Proton-Lead Power
Posted: Tue 07 Jan 2014, 00:15:50
Just to be clear nobody has built one for power generation at this time in history, however the basic systems had been used since the 1930's and the technology is well understood. The issue is mostly the same as the issue for Fusion reactors, we know this works but building one that generates more power than it consumes has not been done yet and sadly nobody is working on one today either.
Testing done by physicists in the 1920's and 1930's demonstrated that if you hit an atom hard enough you can smash it into bits, which is where the concept of high energy physics being centered around "atom smashers" comes from. They also learned even way back then that atoms centered around Nickle and Iron are the most naturally tightly bound nuclei, Iron 56 and Nickle 62 specifically have the highest binding energy per atom. That means any fusion process that leads to the Iron or Nickle atoms produces energy and also any atom bigger than Iron or Nickle that gets smashed where one of the pieces is close to this mass also releases energy. When unstable atoms like the Actinides gets hit with a proton or neutron with enough energy it will fission, that is how a nuclear reactor works. As a ball park rule the isotopes we call fissionable meaning Uranium 233, U-235, Plutonium 239, Pu-241 are all so delicately balanced that it doesn't take any outside energy from the neutron to cause them to fission. If you use an atom smasher firing protons they have to have enough velocity expressed as electron Volts to overcome the positive charge of the target , but that is all the energy they need. As soon as they come into contact most of the atoms of those four isotopes will fission.

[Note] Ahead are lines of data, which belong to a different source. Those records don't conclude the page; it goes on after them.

//! Shooting stars: short-lived streaks that fade as they travel.

use nightsky_core::{Point, Rgba, StarfieldConfig, Viewport};
use rand::Rng;

use crate::surface::DrawSurface;

const STREAK_COLOR: Rgba = Rgba::new(255, 255, 255, 1.0);

/// Stroke width of the tail.
pub const TAIL_WIDTH: f64 = 1.5;

/// Radius of the bright head.
pub const HEAD_RADIUS: f64 = 2.0;

/// A streak moving along a fixed heading while its opacity decays.
#[derive(Debug, Clone, PartialEq)]
pub struct ShootingStar {
    /// Head position in surface pixels.
    pub position: Point,
    /// Tail length in pixels, in `40..120`.
    pub length: f64,
    /// Pixels travelled per frame, in `4..10`.
    pub speed: f64,
    /// Heading in radians below the horizontal, in `15°..45°`.
    pub angle: f64,
    /// Current opacity; starts at 1.
    pub opacity: f64,
    /// Opacity lost per frame, in `0.01..0.025`.
    pub decay: f64,
}

impl ShootingStar {
    pub fn new(position: Point, length: f64, speed: f64, angle: f64, decay: f64) -> Self {
        Self {
            position,
            length,
            speed,
            angle,
            opacity: 1.0,
            decay,
        }
    }

    /// Create a star starting in the top half of `viewport`.
    pub fn random<R: Rng>(rng: &mut R, viewport: Viewport) -> Self {
        let position = Point::new(
            rng.random::<f64>() * viewport.width as f64,
            rng.random::<f64>() * viewport.height as f64 * 0.5,
        );
        Self::new(
            position,
            rng.random_range(40.0..120.0),
            rng.random_range(4.0..10.0),
            rng.random_range(15.0_f64..45.0).to_radians(),
            rng.random_range(0.01..0.025),
        )
    }

    /// One spawn attempt: a Bernoulli trial with the configured probability,
    /// honored only while fewer than `max_shooting_stars` are alive.
    pub fn try_spawn<R: Rng>(
        rng: &mut R,
        viewport: Viewport,
        live: usize,
        config: &StarfieldConfig,
    ) -> Option<Self> {
        if rng.random::<f64>() < config.spawn_probability && live < config.max_shooting_stars {
            Some(Self::random(rng, viewport))
        } else {
            None
        }
    }

    /// Per-frame displacement.
    pub fn velocity(&self) -> Point {
        Point::new(
            self.angle.cos() * self.speed,
            self.angle.sin() * self.speed,
        )
    }

    /// Trailing end of the streak.
    pub fn tail(&self) -> Point {
        Point::new(
            self.position.x - self.angle.cos() * self.length,
            self.position.y - self.angle.sin() * self.length,
        )
    }

    /// Move one frame and fade. Returns `false` once the star has burnt out.
    pub fn advance(&mut self) -> bool {
        let velocity = self.velocity();
        self.position.x += velocity.x;
        self.position.y += velocity.y;
        self.opacity -= self.decay;
        self.is_alive()
    }

    pub fn is_alive(&self) -> bool {
        self.opacity > 0.0
    }

    /// Draw the fading tail and the head at the current opacity.
    pub fn draw<S: DrawSurface + ?Sized>(&self, surface: &mut S) {
        let head = STREAK_COLOR.with_alpha(self.opacity);
        surface.stroke_gradient(
            self.tail(),
            self.position,
            TAIL_WIDTH,
            STREAK_COLOR.with_alpha(0.0),
            head,
        );
        surface.fill_circle(self.position, HEAD_RADIUS, head);
    }
}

When a atom fissions the two biggest pieces will form smaller atoms, one of them will mass about 40% of the original mass and the other about 60%. Usually one or more neutrons are also released and frequently an alpha particle, a Helium nucleus also gets released in the break up. Because the Actinides are very heavy nuclei the resulting pieces are much closer to Iron and Nickle on the periodic table so energy that was contained in the original atom is released in the break up as radiation and as the violent motion of the fragmentary pieces and the neutron or neutrons shot out. Because Actinides like Uranium are so massive both pieces that result are usually much more massive than Iron or Nickle. However because some isotopes are so easily fissionable it is relatively easy to design a power plant that can maintain a chain reaction to generate heat.

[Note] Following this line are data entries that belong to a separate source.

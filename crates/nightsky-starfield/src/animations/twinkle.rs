//! Twinkling background stars.

use std::f64::consts::TAU;

use nightsky_core::{Point, Rgba, Viewport};
use rand::Rng;

use crate::surface::DrawSurface;

/// Fill color of a star body.
pub const STAR_COLOR: Rgba = Rgba::new(255, 255, 255, 1.0);

/// Fill color of the glow around larger stars.
pub const HALO_COLOR: Rgba = Rgba::new(200, 210, 255, 1.0);

/// Stars strictly larger than this get a halo.
pub const HALO_MIN_RADIUS: f64 = 1.2;

const HALO_SCALE: f64 = 3.0;
const HALO_OPACITY: f64 = 0.1;

/// A fixed point of light whose brightness oscillates over time.
#[derive(Debug, Clone, PartialEq)]
pub struct BackgroundStar {
    /// Position in surface pixels.
    pub position: Point,
    /// Body radius, in `0.3..1.8`.
    pub radius: f64,
    /// Peak opacity, in `0.2..0.9`.
    pub base_opacity: f64,
    /// Angular speed of the twinkle per millisecond.
    pub twinkle_speed: f64,
    /// Phase offset of the twinkle, in `0..2π`.
    pub twinkle_phase: f64,
}

impl BackgroundStar {
    /// Create a star with random parameters somewhere inside `viewport`.
    pub fn random<R: Rng>(rng: &mut R, viewport: Viewport) -> Self {
        Self {
            position: Point::new(
                rng.random::<f64>() * viewport.width as f64,
                rng.random::<f64>() * viewport.height as f64,
            ),
            radius: rng.random_range(0.3..1.8),
            base_opacity: rng.random_range(0.2..0.9),
            twinkle_speed: rng.random_range(0.005..0.025),
            twinkle_phase: rng.random_range(0.0..TAU),
        }
    }

    /// Sinusoidal brightness multiplier, in `0.2..=1.0`.
    pub fn twinkle_factor(&self, timestamp: f64) -> f64 {
        0.6 + 0.4 * (timestamp * self.twinkle_speed + self.twinkle_phase).sin()
    }

    /// Opacity of the star body at `timestamp` (milliseconds).
    pub fn brightness(&self, timestamp: f64) -> f64 {
        self.base_opacity * self.twinkle_factor(timestamp)
    }

    pub fn has_halo(&self) -> bool {
        self.radius > HALO_MIN_RADIUS
    }

    pub fn halo_radius(&self) -> f64 {
        self.radius * HALO_SCALE
    }

    /// Draw the star and, for large stars, its halo. Returns whether a halo
    /// was drawn.
    pub fn draw<S: DrawSurface + ?Sized>(&self, surface: &mut S, timestamp: f64) -> bool {
        let brightness = self.brightness(timestamp);
        surface.fill_circle(self.position, self.radius, STAR_COLOR.with_alpha(brightness));

        if !self.has_halo() {
            return false;
        }
        surface.fill_circle(
            self.position,
            self.halo_radius(),
            HALO_COLOR.with_alpha(brightness * HALO_OPACITY),
        );
        true
    }
}

/// Generate a fresh set of `count` stars for `viewport`.
pub fn generate<R: Rng>(
    rng: &mut R,
    viewport: Viewport,
    count: usize,
) -> Vec<BackgroundStar> {
    (0..count)
        .map(|_| BackgroundStar::random(rng, viewport))
        .collect()
}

A Proton-Lead system however can not carry on a chain reaction. The way the Proton-Lead system works is fundamentally simple, you use a particle accelerator to shoot protons at a lead core. You have to fire them with around 17 MeV just to get them past the repulsion effect of the Lead nuclei, but at energies that low the Proton is just absorbed and the nuclei is converted from Lead into Bismuth which doesn't accomplish very much for the person who built the atom smasher. When you turn the energy of the smasher up to about 50 MeV things start to happen that are much more interesting. First I need to point out that 98.5% of Lead is from three isotopes, Pb-206, Pb-207 and Pb-208. Pb-208 comes almost entirely from the decay pathway of Uranium and makes up just over 51% of all Lead on Earth. Unfortunately Pb-208 is at one of the 'Islands of Stability' which is to say that because of the way the Neutrons and Protons are arranged it is one of the most stable substances known to man making it harder to smash. Pb-206 is about 24% of all Lead and Pb-207 is about 22%, and there are traces of about 1.5% of Pb-204 as well in natural Lead found here on Earth. These three together make up about 49% of all earth Lead and because they do not sit on the island of stability they are somewhat easier to smash than Pb-208. When you smash Lead with a Proton moving with 50 MeV or more of energy it fissions just like Uranium or Plutonium do, that is to say it makes two main fragments of about 40% and 60% of the original mass plus ejecting one or more neutrons and radiation. However because Lead is not fissionable with slow Neutrons there is no chain reaction, regular fission neutrons have about 3 MeV to 10 MeV of energy which is not high enough to smash a Pb-204/206/207/208 nucleus and most of them just bounce around in elastic scattering collisions for a second or so losing a tiny fraction of their energy with each collision until they come to rest. A free Neutron has a half life of under 15 minutes, three hours after the atom smasher is shut off all of the free neutrons will have decayed into Protons.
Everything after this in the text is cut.